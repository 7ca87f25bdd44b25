use std::path::PathBuf;
use thiserror::Error;

#[derive(Error, Debug)]
pub enum ConfigError {
    #[error(
        "API token not found. Set it with one of:\n\
        - --api-token\n\
        - HCLOUD_TOKEN environment variable\n\
        - api_token in ~/.config/converge/config.yaml"
    )]
    MissingToken,

    #[error("Config file not found: {}", .0.display())]
    FileNotFound(PathBuf),

    #[error("Invalid config file {}: {source}", path.display())]
    Parse {
        path: PathBuf,
        #[source]
        source: serde_yaml::Error,
    },

    #[error("IO error: {0}")]
    Io(#[from] std::io::Error),
}

pub type Result<T> = std::result::Result<T, ConfigError>;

WORK TO COMPLETE - The records above are to be duplicated word for word.

OUTPUT OF THE EXERCISE -
repository 7ca87f25bdd44b25
use std::path::PathBuf;
use thiserror::Error;

#[derive(Error, Debug)]
pub enum ConfigError {
    #[error(
        "API token not found. Set it with one of:\n\
        - --api-token\n\
        - HCLOUD_TOKEN environment variable\n\
        - api_token in ~/.config/converge/config.yaml"
    )]
    MissingToken,

    #[error("Config file not found: {}", .0.display())]
    FileNotFound(PathBuf),

    #[error("Invalid config file {}: {source}", path.display())]
    Parse {
        path: PathBuf,
        #[source]
        source: serde_yaml::Error,
    },

    #[error("IO error: {0}")]
    Io(#[from] std::io::Error),
}

pub type Result<T> = std::result::Result<T, ConfigError>;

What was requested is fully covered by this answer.